Stored items:
■ ■ ■ ■ ■ ■ ■

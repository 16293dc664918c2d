use std::path::Path;

use thiserror::Error;
use tracing::debug;

use crate::map::TileId;
use crate::surface::{PixelRect, Surface, SurfaceError};

/// Drawable region handed out by a [`TileAtlas`].
#[derive(Debug, Clone, Copy)]
pub struct AtlasRegion<'a> {
    pub texture: &'a Surface,
    pub source: PixelRect,
}

/// Pixel source for tile ids. Returning `None` means "nothing to draw" and is
/// never treated as an error by the renderer.
pub trait TileAtlas {
    fn fetch_region(&self, tile_id: TileId) -> Option<AtlasRegion<'_>>;
}

#[derive(Debug, Error)]
pub enum AtlasError {
    #[error(
        "frame {frame:?} does not fit a {texture_width}x{texture_height} texture or has zero size"
    )]
    InvalidFrame {
        frame: PixelRect,
        texture_width: u32,
        texture_height: u32,
    },
    #[error("invalid frame grid: {reason}")]
    InvalidGrid { reason: String },
    #[error(transparent)]
    Surface(#[from] SurfaceError),
}

/// Sprite sheet atlas: one texture plus an ordered frame list. Tile id `n`
/// resolves to frame `n`.
#[derive(Debug, Clone)]
pub struct SpriteSheet {
    texture: Surface,
    frames: Vec<PixelRect>,
}

impl SpriteSheet {
    pub fn from_surface(texture: Surface) -> Self {
        Self {
            texture,
            frames: Vec::new(),
        }
    }

    pub fn open(path: &Path) -> Result<Self, AtlasError> {
        let texture = Surface::open(path)?;
        debug!(
            path = %path.display(),
            width = texture.width(),
            height = texture.height(),
            "sprite_sheet_loaded"
        );
        Ok(Self::from_surface(texture))
    }

    pub fn texture(&self) -> &Surface {
        &self.texture
    }

    pub fn frames(&self) -> &[PixelRect] {
        &self.frames
    }

    pub fn frame(&self, index: usize) -> Option<PixelRect> {
        self.frames.get(index).copied()
    }

    /// Appends a frame and returns its index.
    pub fn add_frame(&mut self, frame: PixelRect) -> Result<usize, AtlasError> {
        let fits = frame.width > 0
            && frame.height > 0
            && frame.right() <= self.texture.width() as u64
            && frame.bottom() <= self.texture.height() as u64;
        if !fits {
            return Err(AtlasError::InvalidFrame {
                frame,
                texture_width: self.texture.width(),
                texture_height: self.texture.height(),
            });
        }
        self.frames.push(frame);
        Ok(self.frames.len() - 1)
    }

    /// Slices the texture into a row-major grid of `frame_width` x `frame_height`
    /// cells, `margin` pixels from the texture border and `spacing` pixels apart.
    /// Returns how many frames were added.
    pub fn add_frames_grid(
        &mut self,
        frame_width: u32,
        frame_height: u32,
        margin: u32,
        spacing: u32,
    ) -> Result<usize, AtlasError> {
        if frame_width == 0 || frame_height == 0 {
            return Err(AtlasError::InvalidGrid {
                reason: format!("frame size must be positive, got {frame_width}x{frame_height}"),
            });
        }
        let columns = grid_cells(self.texture.width(), frame_width, margin, spacing);
        let rows = grid_cells(self.texture.height(), frame_height, margin, spacing);
        if columns == 0 || rows == 0 {
            return Err(AtlasError::InvalidGrid {
                reason: format!(
                    "no {frame_width}x{frame_height} frame fits a {}x{} texture with margin {margin}",
                    self.texture.width(),
                    self.texture.height()
                ),
            });
        }

        for row in 0..rows {
            for column in 0..columns {
                self.frames.push(PixelRect::new(
                    margin + column * (frame_width + spacing),
                    margin + row * (frame_height + spacing),
                    frame_width,
                    frame_height,
                ));
            }
        }
        let added = (columns * rows) as usize;
        debug!(
            frame_width,
            frame_height,
            margin,
            spacing,
            added,
            "sprite_sheet_grid_added"
        );
        Ok(added)
    }
}

fn grid_cells(extent: u32, frame: u32, margin: u32, spacing: u32) -> u32 {
    let usable = extent as i64 - 2 * margin as i64 + spacing as i64;
    if usable <= 0 {
        return 0;
    }
    (usable / (frame as i64 + spacing as i64)) as u32
}

impl TileAtlas for SpriteSheet {
    fn fetch_region(&self, tile_id: TileId) -> Option<AtlasRegion<'_>> {
        let source = self.frame(tile_id as usize)?;
        Some(AtlasRegion {
            texture: &self.texture,
            source,
        })
    }
}

#[cfg(test)]
mod tests {
    use super::*;
    use tempfile::TempDir;

    fn sheet_64() -> SpriteSheet {
        SpriteSheet::from_surface(Surface::filled(64, 64, [255, 0, 0, 255]))
    }

    #[test]
    fn add_frame_returns_sequential_indices() {
        let mut sheet = sheet_64();
        let a = sheet.add_frame(PixelRect::new(0, 0, 32, 32)).expect("a");
        let b = sheet.add_frame(PixelRect::new(32, 0, 32, 32)).expect("b");
        assert_eq!((a, b), (0, 1));
        assert_eq!(sheet.frame(1), Some(PixelRect::new(32, 0, 32, 32)));
    }

    #[test]
    fn add_frame_rejects_frames_outside_texture() {
        let mut sheet = sheet_64();
        for frame in [
            PixelRect::new(0, 0, 0, 32),
            PixelRect::new(0, 0, 32, 0),
            PixelRect::new(40, 0, 32, 32),
            PixelRect::new(0, 40, 32, 32),
            PixelRect::new(32, 32, 64, 64),
        ] {
            let err = sheet.add_frame(frame).expect_err("frame should be rejected");
            assert!(matches!(err, AtlasError::InvalidFrame { .. }), "frame={frame:?}");
        }
        assert!(sheet.frames().is_empty());
    }

    #[test]
    fn grid_without_margin_is_row_major() {
        let mut sheet = sheet_64();
        assert_eq!(sheet.add_frames_grid(32, 32, 0, 0).expect("grid"), 4);
        let origins: Vec<(u32, u32)> = sheet.frames().iter().map(|f| (f.x, f.y)).collect();
        assert_eq!(origins, vec![(0, 0), (32, 0), (0, 32), (32, 32)]);
    }

    #[test]
    fn grid_with_margin_and_spacing() {
        let mut sheet = sheet_64();
        assert_eq!(sheet.add_frames_grid(16, 16, 8, 8).expect("grid"), 4);
        assert_eq!(sheet.frame(3), Some(PixelRect::new(32, 32, 16, 16)));
    }

    #[test]
    fn grid_rejects_invalid_parameters() {
        let mut sheet = sheet_64();
        assert!(matches!(
            sheet.add_frames_grid(0, 32, 0, 0),
            Err(AtlasError::InvalidGrid { .. })
        ));
        assert!(matches!(
            sheet.add_frames_grid(32, 0, 0, 0),
            Err(AtlasError::InvalidGrid { .. })
        ));
        assert!(matches!(
            sheet.add_frames_grid(32, 32, 64, 0),
            Err(AtlasError::InvalidGrid { .. })
        ));
        assert!(sheet.frames().is_empty());
    }

    #[test]
    fn unknown_tile_ids_have_no_region() {
        let mut sheet = sheet_64();
        sheet.add_frames_grid(32, 32, 0, 0).expect("grid");
        assert!(sheet.fetch_region(3).is_some());
        assert!(sheet.fetch_region(4).is_none());
        assert!(sheet.fetch_region(999).is_none());
    }

    #[test]
    fn open_reads_png_texture() {
        let temp = TempDir::new().expect("temp");
        let path = temp.path().join("tiles.png");
        Surface::filled(64, 32, [1, 2, 3, 255])
            .save_png(&path)
            .expect("save");

        let sheet = SpriteSheet::open(&path).expect("open");
        assert_eq!(sheet.texture().width(), 64);
        assert_eq!(sheet.texture().height(), 32);
        assert!(sheet.frames().is_empty());

        let missing = SpriteSheet::open(&temp.path().join("nope.png")).expect_err("missing");
        assert!(matches!(
            missing,
            AtlasError::Surface(SurfaceError::Open { .. })
        ));
    }
}
mod bootstrap;
mod config;
mod loop_runner;
mod physics;
mod world;

pub(crate) use bootstrap::build_app;
pub(crate) use loop_runner::run;
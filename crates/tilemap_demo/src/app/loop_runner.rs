use std::fs;
use std::path::{Path, PathBuf};
use std::process::ExitCode;

use thiserror::Error;
use tile_engine::{
    AtlasError, PixelRect, Rect, Surface, SurfaceError, Tilemap, TilemapError, Vec2,
};
use tracing::{debug, error, info};

use super::bootstrap::AppWiring;
use super::config::{ConfigError, DemoConfig};
use super::physics::FallingBox;

const CLEAR_COLOR: [u8; 4] = [24, 28, 40, 255];
const BOX_COLOR: [u8; 4] = [230, 70, 70, 255];
const BOX_SIZE_PX: f32 = 20.0;
const RESPAWN_AFTER_GROUNDED_FRAMES: u32 = 45;
const STATS_LOG_INTERVAL_FRAMES: u32 = 60;

#[derive(Debug, Error)]
pub(crate) enum DemoError {
    #[error(transparent)]
    Config(#[from] ConfigError),
    #[error("failed to build tileset: {0}")]
    Atlas(#[from] AtlasError),
    #[error("failed to build tilemap: {0}")]
    Tilemap(#[from] TilemapError),
    #[error("failed to create output directory {path}: {source}")]
    CreateOutputDir {
        path: PathBuf,
        #[source]
        source: std::io::Error,
    },
    #[error("failed to export frame: {0}")]
    Export(#[from] SurfaceError),
}

#[derive(Debug, Clone, Copy, Default, PartialEq, Eq)]
pub(crate) struct RunSummary {
    pub(crate) frames: u32,
    pub(crate) frames_saved: u32,
    pub(crate) tiles_drawn: u64,
    pub(crate) tiles_skipped: u64,
    pub(crate) cache_rebuilds: u32,
    pub(crate) landings: u32,
}

pub(crate) fn run(mut app: AppWiring) -> ExitCode {
    match run_frames(&app.config, &mut app.map) {
        Ok(summary) => {
            info!(
                frames = summary.frames,
                frames_saved = summary.frames_saved,
                tiles_drawn = summary.tiles_drawn,
                tiles_skipped = summary.tiles_skipped,
                cache_rebuilds = summary.cache_rebuilds,
                landings = summary.landings,
                "demo_finished"
            );
            ExitCode::SUCCESS
        }
        Err(err) => {
            error!(error = %err, "demo_failed");
            ExitCode::FAILURE
        }
    }
}

/// Fixed-step headless loop: advance the clock, scroll the camera, step the
/// falling box, composite the frame and export every `png_every`-th frame.
pub(crate) fn run_frames(config: &DemoConfig, map: &mut Tilemap) -> Result<RunSummary, DemoError> {
    let export_dir = prepare_export_dir(config)?;
    let mut target = Surface::new(config.viewport_width, config.viewport_height);
    let mut camera = Camera::new(map, config);
    let dt = config.fixed_dt_seconds as f32;
    let mut falling = spawn_box(&camera, config);
    let mut grounded_frames = 0;
    let mut summary = RunSummary::default();

    info!(
        frames = config.frame_count,
        max_camera_x = camera.max_x,
        "demo_loop_started"
    );
    for frame in 0..config.frame_count {
        map.update(config.fixed_dt_seconds);
        camera.advance(dt);

        let outcome = falling.step(
            map,
            dt,
            config.gravity_px,
            config.max_resolve_iterations,
        );
        if outcome.grounded {
            if grounded_frames == 0 {
                summary.landings += 1;
                debug!(frame, x = falling.rect.x, y = falling.rect.y, "box_landed");
            }
            grounded_frames += 1;
        } else if falling.velocity.y != 0.0 {
            grounded_frames = 0;
        }
        if outcome.blocked_x {
            debug!(frame, velocity_x = falling.velocity.x, "box_bounced");
        }
        let off_screen = falling.rect.top() > camera.position.y + config.viewport_height as f32;
        if grounded_frames >= RESPAWN_AFTER_GROUNDED_FRAMES || off_screen {
            falling = spawn_box(&camera, config);
            grounded_frames = 0;
        }

        target.clear(CLEAR_COLOR);
        let stats = map.render(&mut target, camera.position.x, camera.position.y);
        draw_box(&mut target, falling.rect, camera.position);

        summary.frames += 1;
        summary.tiles_drawn += stats.tiles_drawn as u64;
        summary.tiles_skipped += stats.tiles_skipped as u64;
        summary.cache_rebuilds += stats.cache_rebuilds;
        if frame % STATS_LOG_INTERVAL_FRAMES == 0 {
            debug!(
                frame,
                camera_x = camera.position.x,
                layers_drawn = stats.layers_drawn,
                tiles_drawn = stats.tiles_drawn,
                cache_rebuilds = stats.cache_rebuilds,
                "frame_stats"
            );
        }

        if let Some(dir) = export_dir.as_deref() {
            if frame % config.png_every == 0 {
                let path = frame_path(dir, frame);
                target.save_png(&path)?;
                summary.frames_saved += 1;
                debug!(frame, path = %path.display(), "frame_exported");
            }
        }
    }
    Ok(summary)
}

fn prepare_export_dir(config: &DemoConfig) -> Result<Option<PathBuf>, DemoError> {
    let Some(dir) = config.output_dir.as_deref() else {
        return Ok(None);
    };
    if config.png_every == 0 {
        return Ok(None);
    }
    fs::create_dir_all(dir).map_err(|source| DemoError::CreateOutputDir {
        path: dir.to_path_buf(),
        source,
    })?;
    info!(path = %dir.display(), png_every = config.png_every, "frame_export_enabled");
    Ok(Some(dir.to_path_buf()))
}

/// Horizontal ping-pong scroll across the map, pinned to the bottom rows.
struct Camera {
    position: Vec2,
    max_x: f32,
    speed: f32,
}

impl Camera {
    fn new(map: &Tilemap, config: &DemoConfig) -> Self {
        let map_width_px = map.width() as f32 * map.tile_width() as f32;
        let map_height_px = map.height() as f32 * map.tile_height() as f32;
        Self {
            position: Vec2::new(
                0.0,
                (map_height_px - config.viewport_height as f32).max(0.0),
            ),
            max_x: (map_width_px - config.viewport_width as f32).max(0.0),
            speed: config.camera_speed_px,
        }
    }

    fn advance(&mut self, dt: f32) {
        self.position.x += self.speed * dt;
        if self.position.x >= self.max_x {
            self.position.x = self.max_x;
            self.speed = -self.speed.abs();
        } else if self.position.x <= 0.0 {
            self.position.x = 0.0;
            self.speed = self.speed.abs();
        }
    }
}

fn spawn_box(camera: &Camera, config: &DemoConfig) -> FallingBox {
    let x = camera.position.x + (config.viewport_width as f32 - BOX_SIZE_PX) * 0.5;
    FallingBox::new(
        Vec2::new(x, camera.position.y),
        BOX_SIZE_PX,
        Vec2::new(camera.speed * 0.5, 0.0),
    )
}

fn draw_box(target: &mut Surface, rect: Rect, camera: Vec2) {
    let left = (rect.left() - camera.x).floor().max(0.0);
    let top = (rect.top() - camera.y).floor().max(0.0);
    let right = (rect.right() - camera.x).ceil().min(target.width() as f32);
    let bottom = (rect.bottom() - camera.y).ceil().min(target.height() as f32);
    if !(right > left && bottom > top) {
        return;
    }
    target.fill_rect(
        PixelRect::new(
            left as u32,
            top as u32,
            (right - left) as u32,
            (bottom - top) as u32,
        ),
        BOX_COLOR,
    );
}

fn frame_path(dir: &Path, frame: u32) -> PathBuf {
    dir.join(format!("frame_{frame:05}.png"))
}

#[cfg(test)]
mod tests {
    use super::*;
    use crate::app::bootstrap::wire;
    use tempfile::TempDir;

    fn short_config(output_dir: Option<PathBuf>) -> DemoConfig {
        DemoConfig {
            frame_count: 5,
            png_every: 2,
            output_dir,
            ..DemoConfig::default()
        }
    }

    #[test]
    fn headless_run_exports_every_nth_frame() {
        let temp = TempDir::new().expect("temp");
        let out = temp.path().join("frames");
        let mut app = wire(short_config(Some(out.clone()))).expect("wire");

        let summary = run_frames(&app.config, &mut app.map).expect("run");
        assert_eq!(summary.frames, 5);
        assert_eq!(summary.frames_saved, 3);
        for frame in [0, 2, 4] {
            assert!(frame_path(&out, frame).is_file(), "frame {frame}");
        }
        assert!(!frame_path(&out, 1).exists());

        let exported = Surface::open(&frame_path(&out, 0)).expect("open");
        assert_eq!(
            (exported.width(), exported.height()),
            (app.config.viewport_width, app.config.viewport_height)
        );
    }

    #[test]
    fn caches_are_built_once_per_layer() {
        let mut app = wire(short_config(None)).expect("wire");
        let summary = run_frames(&app.config, &mut app.map).expect("run");
        assert_eq!(summary.frames_saved, 0);
        assert_eq!(summary.cache_rebuilds, app.map.layer_count() as u32);
        assert!(summary.tiles_drawn > 0);
        assert_eq!(summary.tiles_skipped, 0);
    }

    #[test]
    fn zero_frames_do_nothing() {
        let mut app = wire(DemoConfig {
            frame_count: 0,
            ..DemoConfig::default()
        })
        .expect("wire");
        let summary = run_frames(&app.config, &mut app.map).expect("run");
        assert_eq!(summary, RunSummary::default());
    }

    #[test]
    fn camera_bounces_between_map_edges() {
        let app = wire(DemoConfig::default()).expect("wire");
        let mut camera = Camera::new(&app.map, &app.config);
        assert!(camera.max_x > 0.0);
        camera.position.x = camera.max_x - 1.0;
        camera.advance(1.0);
        assert_eq!(camera.position.x, camera.max_x);
        assert!(camera.speed < 0.0);
        camera.position.x = 1.0;
        camera.advance(1.0);
        assert_eq!(camera.position.x, 0.0);
        assert!(camera.speed > 0.0);
    }

    #[test]
    fn box_is_clipped_to_the_target() {
        let mut target = Surface::new(16, 16);
        draw_box(
            &mut target,
            Rect::new(-8.0, -8.0, 16.0, 16.0),
            Vec2::ZERO,
        );
        assert_eq!(target.pixel(0, 0), Some(BOX_COLOR));
        assert_eq!(target.pixel(7, 7), Some(BOX_COLOR));
        assert_eq!(target.pixel(8, 8), Some([0, 0, 0, 0]));
        draw_box(&mut target, Rect::new(100.0, 0.0, 16.0, 16.0), Vec2::ZERO);
    }
}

■ ■ ■ ■ ■ ■ ■

On how many lines of the data does the word "InvalidFrame" appear? Only the number is wanted.

3